▸ Data to examine:
■ ■ ■ ■ ■ ■ ■
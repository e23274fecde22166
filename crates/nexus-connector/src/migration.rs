//! The [`Migration`] record and its on-disk file format.

use chrono::{DateTime, Utc};
use sha2::{Digest, Sha256};

/// An immutable, identified pair of forward and reverse SQL bundles.
///
/// `id` is a `YYYYMMDD_HHMMSS` timestamp prefix; ordering across migrations
/// is lexicographic on `id`. `down_sql` may be empty for an irreversible
/// migration.
#[derive(Debug, Clone, PartialEq, Eq)]
pub struct Migration {
    /// Timestamp identifier, `YYYYMMDD_HHMMSS`.
    pub id: String,
    /// Human-readable name, e.g. `"add_users_table"`.
    pub name: String,
    /// Forward SQL.
    pub up_sql: String,
    /// Reverse SQL; empty if this migration cannot be rolled back.
    pub down_sql: String,
    /// Hex-encoded SHA-256 of `up_sql`.
    pub checksum: String,
}

/// The literal marker separating the up-body from the down-body in a
/// migration file, per spec §4.6.1.
const DOWN_MARKER: &str = "-- DOWN";
/// The optional leading marker for the up-body.
const UP_MARKER: &str = "-- UP";

impl Migration {
    /// Builds a migration from its id, name, and SQL bodies, computing the
    /// checksum from `up_sql`.
    pub fn new(id: impl Into<String>, name: impl Into<String>, up_sql: impl Into<String>, down_sql: impl Into<String>) -> Self {
        let up_sql = up_sql.into();
        let checksum = checksum_of(&up_sql);
        Self {
            id: id.into(),
            name: name.into(),
            up_sql,
            down_sql: down_sql.into(),
            checksum,
        }
    }

    /// Returns `true` if this migration has no down-SQL and cannot be
    /// rolled back.
    pub fn is_irreversible(&self) -> bool {
        self.down_sql.trim().is_empty()
    }

    /// The on-disk filename for this migration: `<id>_<name>.sql`.
    pub fn filename(&self) -> String {
        format!("{}_{}.sql", self.id, self.name)
    }

    /// Renders the `-- UP` / `-- DOWN` file format of spec §4.6.1.
    pub fn to_file_contents(&self) -> String {
        format!(
            "{UP_MARKER}\n{}\n\n{DOWN_MARKER}\n{}\n",
            self.up_sql.trim(),
            self.down_sql.trim()
        )
    }

    /// Parses a migration file's contents, splitting on the literal
    /// `-- DOWN` marker. Everything before is stripped of a leading
    /// `-- UP` and trimmed; everything after is trimmed.
    ///
    /// `id` and `name` come from the caller (parsed from the filename),
    /// since the file body carries no identity of its own.
    pub fn parse_file(id: impl Into<String>, name: impl Into<String>, contents: &str) -> Option<Self> {
        let (up_part, down_part) = contents.split_once(DOWN_MARKER)?;
        let up_sql = up_part
            .trim()
            .strip_prefix(UP_MARKER)
            .unwrap_or(up_part)
            .trim()
            .to_string();
        let down_sql = down_part.trim().to_string();
        Some(Self::new(id, name, up_sql, down_sql))
    }

    /// Parses a migration filename of the form `<date>_<time>_<name>.sql`
    /// into its `(id, name)` parts. The id is the first two
    /// underscore-separated tokens joined back with `_`; the remainder
    /// (minus the `.sql` extension) is the name.
    ///
    /// Returns `None` if the filename does not have at least three
    /// underscore-separated segments or lacks a `.sql` extension, per the
    /// spec's requirement to reject non-matching names rather than
    /// silently absorb them.
    pub fn parse_filename(filename: &str) -> Option<(String, String)> {
        let stem = filename.strip_suffix(".sql")?;
        let mut parts = stem.splitn(3, '_');
        let date = parts.next()?;
        let time = parts.next()?;
        let name = parts.next()?;
        if date.len() != 8 || !date.chars().all(|c| c.is_ascii_digit()) {
            return None;
        }
        if time.len() != 6 || !time.chars().all(|c| c.is_ascii_digit()) {
            return None;
        }
        if name.is_empty() {
            return None;
        }
        Some((format!("{date}_{time}"), name.to_string()))
    }
}

/// Hex-encoded SHA-256 of `up_sql`.
pub fn checksum_of(up_sql: &str) -> String {
    let mut hasher = Sha256::new();
    hasher.update(up_sql.as_bytes());
    hex::encode(hasher.finalize())
}

/// Formats `now` as a `YYYYMMDD_HHMMSS` migration id, the timestamp prefix
/// every fresh migration (whether from `migrate new`, diff generation, or
/// squash) is allocated. Takes an explicit instant rather than sampling the
/// clock itself so callers stay deterministic and testable.
pub fn format_id(now: &DateTime<Utc>) -> String {
    now.format("%Y%m%d_%H%M%S").to_string()
}

#[cfg(test)]
mod format_id_tests {
    use super::*;
    use chrono::TimeZone;

    #[test]
    fn formats_utc_instant() {
        let dt = Utc.with_ymd_and_hms(2026, 1, 15, 9, 30, 0).unwrap();
        assert_eq!(format_id(&dt), "20260115_093000");
    }
}

#[cfg(test)]
mod tests {
    use super::*;
    use pretty_assertions::assert_eq;

    #[test]
    fn round_trips_through_file_format() {
        let m = Migration::new(
            "20260101_120000",
            "create_users",
            "CREATE TABLE users (id INTEGER PRIMARY KEY);",
            "DROP TABLE users;",
        );
        let contents = m.to_file_contents();
        let parsed = Migration::parse_file(m.id.clone(), m.name.clone(), &contents).unwrap();
        assert_eq!(parsed.up_sql, m.up_sql);
        assert_eq!(parsed.down_sql, m.down_sql);
        assert_eq!(parsed.checksum, m.checksum);
    }

    #[test]
    fn parses_irreversible_migration() {
        let contents = "-- UP\nCREATE TABLE x (id INTEGER);\n\n-- DOWN\n";
        let parsed = Migration::parse_file("20260101_000000", "x", contents).unwrap();
        assert!(parsed.is_irreversible());
    }

    #[test]
    fn parses_filename_id_and_name() {
        let (id, name) = Migration::parse_filename("20260115_093000_add_users_table.sql").unwrap();
        assert_eq!(id, "20260115_093000");
        assert_eq!(name, "add_users_table");
    }

    #[test]
    fn rejects_malformed_filename() {
        assert!(Migration::parse_filename("not_a_migration.sql").is_none());
        assert!(Migration::parse_filename("20260115_badname.sql").is_none());
        assert!(Migration::parse_filename("20260115_093000_.sql").is_none());
    }

    #[test]
    fn filename_round_trips() {
        let m = Migration::new("20260115_093000", "add_users", "SELECT 1;", "");
        let filename = m.filename();
        let (id, name) = Migration::parse_filename(&filename).unwrap();
        assert_eq!(id, m.id);
        assert_eq!(name, m.name);
    }
}
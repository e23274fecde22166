//! `nexus migrate squash <name> [--from=<id>] [--to=<id>] [--keep-originals]`
//! -- combine a contiguous range of migrations into one.

use anyhow::{Context, Result};
use chrono::Utc;
use nexus_migrate::{backup_originals, load_from_dir, save_migration};
use nexus_squash::SquashOptions;

use crate::cli::SquashArgs;
use crate::context::RuntimeContext;

pub fn run(ctx: &RuntimeContext, args: &SquashArgs) -> Result<()> {
    let migrations_dir = ctx.migrations_dir();
    let migrations = load_from_dir(&migrations_dir).context("failed to load migrations")?;

    let options = SquashOptions {
        from_id: args.from.clone(),
        to_id: args.to.clone(),
        output_name: args.name.clone(),
    };

    let now = Utc::now();
    let (squashed, report) = nexus_squash::squash(&migrations, &options, &now)?;

    println!(
        "Squashed {} migration(s) ({} statement(s) -> {} statement(s), {} removed).",
        report.original_count, report.original_count, report.optimized_count, report.removed_count
    );

    let originals: Vec<_> = migrations
        .into_iter()
        .filter(|m| report.original_ids.contains(&m.id))
        .collect();

    if !args.keep_originals {
        let backup_dir = backup_originals(&migrations_dir, &originals)?;
        println!("Originals moved to {}", backup_dir.display());
    }

    let path = save_migration(&migrations_dir, &squashed)?;
    println!("Created {}", path.display());
    Ok(())
}
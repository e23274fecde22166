//! `nexus migrate up` -- apply every pending migration.

use anyhow::{Context, Result};
use chrono::Utc;
use nexus_migrate::{load_from_dir, MigrationEngine};

use crate::cli::ForceArgs;
use crate::context::RuntimeContext;

pub fn run(ctx: &RuntimeContext, args: &ForceArgs) -> Result<()> {
    let migrations = load_from_dir(&ctx.migrations_dir()).context("failed to load migrations")?;
    let connector = ctx.open_connector()?;
    let engine = MigrationEngine::new(connector.as_ref(), migrations);

    let now = Utc::now();
    let report = engine.up(args.force, &now)?;

    if report.applied.is_empty() {
        println!("Already up to date.");
    } else {
        for id in &report.applied {
            println!("Applied {id}");
        }
    }
    Ok(())
}
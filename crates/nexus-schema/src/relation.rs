//! Relations between models.

use serde::{Deserialize, Serialize};

/// The kind of relation a [`Relation`] describes.
#[derive(Debug, Clone, Copy, PartialEq, Eq, Serialize, Deserialize)]
pub enum RelationKind {
    BelongsTo,
    HasOne,
    HasMany,
    ManyToMany,
}

/// The action taken on the referencing row when the referenced row is
/// deleted or updated.
#[derive(Debug, Clone, Copy, PartialEq, Eq, Serialize, Deserialize, Default)]
pub enum ReferentialAction {
    #[default]
    NoAction,
    Cascade,
    SetNull,
    Restrict,
}

/// Metadata describing the junction table of a many-to-many relation.
#[derive(Debug, Clone, PartialEq, Eq, Serialize, Deserialize)]
pub struct JunctionInfo {
    /// Name of the junction table.
    pub table: String,
    /// Foreign-key column on the junction table pointing back at the
    /// owning model.
    pub owner_key: String,
    /// Foreign-key column on the junction table pointing at the target
    /// model.
    pub target_key: String,
}

/// A relation declared on a [`crate::Model`].
#[derive(Debug, Clone, PartialEq, Eq, Serialize, Deserialize)]
pub struct Relation {
    /// Relation name, unique within the owning model.
    pub name: String,
    /// The kind of relation.
    pub kind: RelationKind,
    /// The name of the related model.
    pub target_model: String,
    /// The foreign-key field name (on the owning side for belongs-to;
    /// on the target side for has-one/has-many).
    pub foreign_key: String,
    /// The referenced key field name, usually the target's primary key.
    pub reference_key: String,
    /// Junction metadata, present only for [`RelationKind::ManyToMany`].
    pub junction: Option<JunctionInfo>,
    /// Action on delete of the referenced row.
    pub on_delete: ReferentialAction,
    /// Action on update of the referenced row.
    pub on_update: ReferentialAction,
}

impl Relation {
    /// Creates a belongs-to relation: the owning model holds the foreign
    /// key and points at the target's primary key.
    pub fn belongs_to(
        name: impl Into<String>,
        target_model: impl Into<String>,
        foreign_key: impl Into<String>,
        reference_key: impl Into<String>,
    ) -> Self {
        Self {
            name: name.into(),
            kind: RelationKind::BelongsTo,
            target_model: target_model.into(),
            foreign_key: foreign_key.into(),
            reference_key: reference_key.into(),
            junction: None,
            on_delete: ReferentialAction::NoAction,
            on_update: ReferentialAction::NoAction,
        }
    }

    /// Creates the reverse has-many relation for a belongs-to.
    pub fn has_many(
        name: impl Into<String>,
        target_model: impl Into<String>,
        foreign_key: impl Into<String>,
        reference_key: impl Into<String>,
    ) -> Self {
        Self {
            name: name.into(),
            kind: RelationKind::HasMany,
            target_model: target_model.into(),
            foreign_key: foreign_key.into(),
            reference_key: reference_key.into(),
            junction: None,
            on_delete: ReferentialAction::NoAction,
            on_update: ReferentialAction::NoAction,
        }
    }

    /// Creates a has-one relation.
    pub fn has_one(
        name: impl Into<String>,
        target_model: impl Into<String>,
        foreign_key: impl Into<String>,
        reference_key: impl Into<String>,
    ) -> Self {
        Self {
            name: name.into(),
            kind: RelationKind::HasOne,
            target_model: target_model.into(),
            foreign_key: foreign_key.into(),
            reference_key: reference_key.into(),
            junction: None,
            on_delete: ReferentialAction::NoAction,
            on_update: ReferentialAction::NoAction,
        }
    }

    /// Creates a many-to-many relation with explicit junction metadata.
    pub fn many_to_many(
        name: impl Into<String>,
        target_model: impl Into<String>,
        junction: JunctionInfo,
    ) -> Self {
        Self {
            name: name.into(),
            kind: RelationKind::ManyToMany,
            target_model: target_model.into(),
            foreign_key: junction.owner_key.clone(),
            reference_key: junction.target_key.clone(),
            junction: Some(junction),
            on_delete: ReferentialAction::NoAction,
            on_update: ReferentialAction::NoAction,
        }
    }

    /// Builder: sets the on-delete action.
    pub fn on_delete(mut self, action: ReferentialAction) -> Self {
        self.on_delete = action;
        self
    }

    /// Builder: sets the on-update action.
    pub fn on_update(mut self, action: ReferentialAction) -> Self {
        self.on_update = action;
        self
    }
}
■ ■ ■ ■ ■ ■ ■
▸ What is required:
Word for word, copy the line containing "self.on_delete = action;" and each line after it to the end of the records, and nothing besides.

▸ Solution:
        self.on_delete = action;
        self
    }

    /// Builder: sets the on-update action.
    pub fn on_update(mut self, action: ReferentialAction) -> Self {
        self.on_update = action;
        self
    }
}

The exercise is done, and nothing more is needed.